● Work instructions
Output the data exactly, with every line intact.

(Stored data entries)
//! # nebula-content
//!
//! Fixed marketing content for the NebulaStack site.
//!
//! This crate provides:
//! - [`CompanyProfile`], [`ServiceOffering`], [`ProjectCase`], [`Testimonial`] records
//! - [`ContentStore`], the read-only collection populated once at startup
//! - TOML loading and export so operators can replace the built-in content

#![warn(clippy::all)]

mod defaults;
pub mod error;
pub mod model;
pub mod store;

pub use error::{Error, Result};
pub use model::{CompanyProfile, ProjectCase, ServiceOffering, Testimonial};
pub use store::ContentStore;
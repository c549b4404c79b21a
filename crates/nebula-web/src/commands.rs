//! Handler functions for the `nebula` subcommands.

use std::fmt;
use std::path::Path;

use nebula_content::ContentStore;

use crate::cli::{Cli, Command, ContentAction, ServeArgs};
use crate::config::SiteConfig;
use crate::server::Server;
use crate::state::AppState;
use crate::{Error, Result};

// ============================================================================
// Command dispatch
// ============================================================================

/// Run the command selected on the command line.
pub async fn run(cli: Cli) -> Result<()> {
    let config_path = cli.config.as_deref();
    match cli.command {
        None => cmd_serve(config_path, &ServeArgs::default()).await,
        Some(Command::Serve(args)) => cmd_serve(config_path, &args).await,
        Some(Command::Content { action }) => match action {
            ContentAction::Export { file, force } => cmd_content_export(file.as_deref(), force),
            ContentAction::Check { file } => {
                let summary = cmd_content_check(&file)?;
                println!("{summary}");
                Ok(())
            }
        },
    }
}

// ============================================================================
// serve
// ============================================================================

/// Resolve configuration, load content, and run the site.
pub async fn cmd_serve(config_path: Option<&Path>, args: &ServeArgs) -> Result<()> {
    let config = resolve_config(config_path, args)?;
    let content = load_content(config.site.content.as_deref())?;
    let state = AppState::in_memory(content).with_recent_limit(config.site.recent_inquiries);
    Server::new(config, state).run().await
}

/// Configuration file values with command-line overrides applied.
pub fn resolve_config(config_path: Option<&Path>, args: &ServeArgs) -> Result<SiteConfig> {
    let mut config = SiteConfig::load(config_path)?;
    args.apply_to(&mut config);
    Ok(config)
}

/// Load content from `path`, or the built-in content when `None`.
pub fn load_content(path: Option<&Path>) -> Result<ContentStore> {
    match path {
        Some(path) => {
            tracing::info!(path = %path.display(), "Loading site content");
            Ok(ContentStore::load(path)?)
        }
        None => Ok(ContentStore::default()),
    }
}

// ============================================================================
// content
// ============================================================================

/// Write the built-in content as TOML to `file`, or stdout.
pub fn cmd_content_export(file: Option<&Path>, force: bool) -> Result<()> {
    let toml_str = ContentStore::default().to_toml_string()?;

    let Some(path) = file else {
        print!("{toml_str}");
        return Ok(());
    };

    if path.exists() && !force {
        return Err(Error::config(format!(
            "Content file already exists at {}. Use --force to overwrite.",
            path.display()
        )));
    }

    if let Some(parent) = path.parent().filter(|p| !p.as_os_str().is_empty()) {
        std::fs::create_dir_all(parent).map_err(|e| Error::io_with_path(e, parent))?;
    }
    std::fs::write(path, toml_str).map_err(|e| Error::io_with_path(e, path))?;

    println!("Content written to {}", path.display());
    Ok(())
}

/// Record counts of a validated content file.
#[derive(Clone, Debug, PartialEq, Eq)]
pub struct ContentSummary {
    /// Company name.
    pub company: String,
    /// Number of services.
    pub services: usize,
    /// Number of projects.
    pub projects: usize,
    /// Number of testimonials.
    pub testimonials: usize,
}

impl From<&ContentStore> for ContentSummary {
    fn from(store: &ContentStore) -> Self {
        Self {
            company: store.company.name.clone(),
            services: store.services.len(),
            projects: store.projects.len(),
            testimonials: store.testimonials.len(),
        }
    }
}

impl fmt::Display for ContentSummary {
    fn fmt(&self, f: &mut fmt::Formatter<'_>) -> fmt::Result {
        write!(
            f,
            "{}: {} services, {} projects, {} testimonials",
            self.company, self.services, self.projects, self.testimonials
        )
    }
}

/// Load and validate a content file.
pub fn cmd_content_check(file: &Path) -> Result<ContentSummary> {
    let store = ContentStore::load(file)?;
    Ok(ContentSummary::from(&store))
}

// ============================================================================
// Tests
// ============================================================================
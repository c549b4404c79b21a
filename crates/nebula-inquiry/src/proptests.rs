//! Property-based tests for contact-form validation.
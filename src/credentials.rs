//! API credential validation and interactive acquisition
//!
//! Credentials come from <https://my.telegram.org/apps>: a numeric API ID and
//! a 32-character hexadecimal API hash. Both are collected interactively and
//! live only for the duration of a single run.

use crate::console::prompt;
use crate::error::Result;

/// Telegram application credentials.
#[derive(Debug, Clone)]
pub struct ApiCredentials {
    pub api_id: i32,
    pub api_hash: String,
}

/// An API ID is a non-empty string of ASCII decimal digits that fits in
/// the `i32` grammers expects.
pub fn is_valid_api_id(input: &str) -> bool {
    !input.is_empty()
        && input.chars().all(|c| c.is_ascii_digit())
        && input.parse::<i32>().is_ok()
}

/// An API hash is exactly 32 hexadecimal characters, case-insensitive.
pub fn is_valid_api_hash(input: &str) -> bool {
    input.len() == 32 && input.chars().all(|c| c.is_ascii_hexdigit())
}

/// Prompt for both credentials, re-asking until each one validates.
///
/// The retry loops have no exit besides valid input; EOF on stdin surfaces
/// as an I/O error from `prompt`.
pub fn acquire_interactive() -> Result<ApiCredentials> {
    println!("📋 Creating a session requires Telegram API credentials:");
    println!("   1. Open https://my.telegram.org/apps");
    println!("   2. Create a new application");
    println!("   3. Copy the API ID and API Hash");
    println!();

    let api_id = loop {
        let input = prompt("🔑 Enter API ID: ")?;
        match input.parse::<i32>() {
            Ok(id) if is_valid_api_id(&input) => break id,
            _ => println!("❌ API ID must contain only digits!"),
        }
    };

    let api_hash = loop {
        let input = prompt("🔑 Enter API Hash: ")?;
        if is_valid_api_hash(&input) {
            break input.to_lowercase();
        }
        println!("❌ API Hash must be a 32-character hex string!");
    };

    Ok(ApiCredentials { api_id, api_hash })
}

● Response to the exercise
//! # nebula-content
//!
//! Fixed marketing content for the NebulaStack site.
//!
//! This crate provides:
//! - [`CompanyProfile`], [`ServiceOffering`], [`ProjectCase`], [`Testimonial`] records
//! - [`ContentStore`], the read-only collection populated once at startup
//! - TOML loading and export so operators can replace the built-in content

#![warn(clippy::all)]

mod defaults;
pub mod error;
pub mod model;
pub mod store;

pub use error::{Error, Result};
pub use model::{CompanyProfile, ProjectCase, ServiceOffering, Testimonial};
pub use store::ContentStore;
repository c549b4404c79b21a
filename crates/nebula-web/src/commands.rs
//! Handler functions for the `nebula` subcommands.

use std::fmt;
use std::path::Path;

use nebula_content::ContentStore;

use crate::cli::{Cli, Command, ContentAction, ServeArgs};
use crate::config::SiteConfig;
use crate::server::Server;
use crate::state::AppState;
use crate::{Error, Result};

// ============================================================================
// Command dispatch
// ============================================================================

/// Run the command selected on the command line.
pub async fn run(cli: Cli) -> Result<()> {
    let config_path = cli.config.as_deref();
    match cli.command {
        None => cmd_serve(config_path, &ServeArgs::default()).await,
        Some(Command::Serve(args)) => cmd_serve(config_path, &args).await,
        Some(Command::Content { action }) => match action {
            ContentAction::Export { file, force } => cmd_content_export(file.as_deref(), force),
            ContentAction::Check { file } => {
                let summary = cmd_content_check(&file)?;
                println!("{summary}");
                Ok(())
            }
        },
    }
}

// ============================================================================
// serve
// ============================================================================

/// Resolve configuration, load content, and run the site.
pub async fn cmd_serve(config_path: Option<&Path>, args: &ServeArgs) -> Result<()> {
    let config = resolve_config(config_path, args)?;
    let content = load_content(config.site.content.as_deref())?;
    let state = AppState::in_memory(content).with_recent_limit(config.site.recent_inquiries);
    Server::new(config, state).run().await
}

/// Configuration file values with command-line overrides applied.
pub fn resolve_config(config_path: Option<&Path>, args: &ServeArgs) -> Result<SiteConfig> {
    let mut config = SiteConfig::load(config_path)?;
    args.apply_to(&mut config);
    Ok(config)
}

/// Load content from `path`, or the built-in content when `None`.
pub fn load_content(path: Option<&Path>) -> Result<ContentStore> {
    match path {
        Some(path) => {
            tracing::info!(path = %path.display(), "Loading site content");
            Ok(ContentStore::load(path)?)
        }
        None => Ok(ContentStore::default()),
    }
}

// ============================================================================
// content
// ============================================================================

/// Write the built-in content as TOML to `file`, or stdout.
pub fn cmd_content_export(file: Option<&Path>, force: bool) -> Result<()> {
    let toml_str = ContentStore::default().to_toml_string()?;

    let Some(path) = file else {
        print!("{toml_str}");
        return Ok(());
    };

    if path.exists() && !force {
        return Err(Error::config(format!(
            "Content file already exists at {}. Use --force to overwrite.",
            path.display()
        )));
    }

    if let Some(parent) = path.parent().filter(|p| !p.as_os_str().is_empty()) {
        std::fs::create_dir_all(parent).map_err(|e| Error::io_with_path(e, parent))?;
    }
    std::fs::write(path, toml_str).map_err(|e| Error::io_with_path(e, path))?;

    println!("Content written to {}", path.display());
    Ok(())
}

/// Record counts of a validated content file.
#[derive(Clone, Debug, PartialEq, Eq)]
pub struct ContentSummary {
    /// Company name.
    pub company: String,
    /// Number of services.
    pub services: usize,
    /// Number of projects.
    pub projects: usize,
    /// Number of testimonials.
    pub testimonials: usize,
}

impl From<&ContentStore> for ContentSummary {
    fn from(store: &ContentStore) -> Self {
        Self {
            company: store.company.name.clone(),
            services: store.services.len(),
            projects: store.projects.len(),
            testimonials: store.testimonials.len(),
        }
    }
}

impl fmt::Display for ContentSummary {
    fn fmt(&self, f: &mut fmt::Formatter<'_>) -> fmt::Result {
        write!(
            f,
            "{}: {} services, {} projects, {} testimonials",
            self.company, self.services, self.projects, self.testimonials
        )
    }
}

/// Load and validate a content file.
pub fn cmd_content_check(file: &Path) -> Result<ContentSummary> {
    let store = ContentStore::load(file)?;
    Ok(ContentSummary::from(&store))
}

// ============================================================================
// Tests
// ============================================================================
repository c549b4404c79b21a
filename crates/nebula-inquiry/src/proptests.rs
//! Property-based tests for contact-form validation.
filename src/credentials.rs
//! API credential validation and interactive acquisition
//!
//! Credentials come from <https://my.telegram.org/apps>: a numeric API ID and
//! a 32-character hexadecimal API hash. Both are collected interactively and
//! live only for the duration of a single run.

use crate::console::prompt;
use crate::error::Result;

/// Telegram application credentials.
#[derive(Debug, Clone)]
pub struct ApiCredentials {
    pub api_id: i32,
    pub api_hash: String,
}

/// An API ID is a non-empty string of ASCII decimal digits that fits in
/// the `i32` grammers expects.
pub fn is_valid_api_id(input: &str) -> bool {
    !input.is_empty()
        && input.chars().all(|c| c.is_ascii_digit())
        && input.parse::<i32>().is_ok()
}

/// An API hash is exactly 32 hexadecimal characters, case-insensitive.
pub fn is_valid_api_hash(input: &str) -> bool {
    input.len() == 32 && input.chars().all(|c| c.is_ascii_hexdigit())
}

/// Prompt for both credentials, re-asking until each one validates.
///
/// The retry loops have no exit besides valid input; EOF on stdin surfaces
/// as an I/O error from `prompt`.
pub fn acquire_interactive() -> Result<ApiCredentials> {
    println!("📋 Creating a session requires Telegram API credentials:");
    println!("   1. Open https://my.telegram.org/apps");
    println!("   2. Create a new application");
    println!("   3. Copy the API ID and API Hash");
    println!();

    let api_id = loop {
        let input = prompt("🔑 Enter API ID: ")?;
        match input.parse::<i32>() {
            Ok(id) if is_valid_api_id(&input) => break id,
            _ => println!("❌ API ID must contain only digits!"),
        }
    };

    let api_hash = loop {
        let input = prompt("🔑 Enter API Hash: ")?;
        if is_valid_api_hash(&input) {
            break input.to_lowercase();
        }
        println!("❌ API Hash must be a 32-character hex string!");
    };

    Ok(ApiCredentials { api_id, api_hash })
}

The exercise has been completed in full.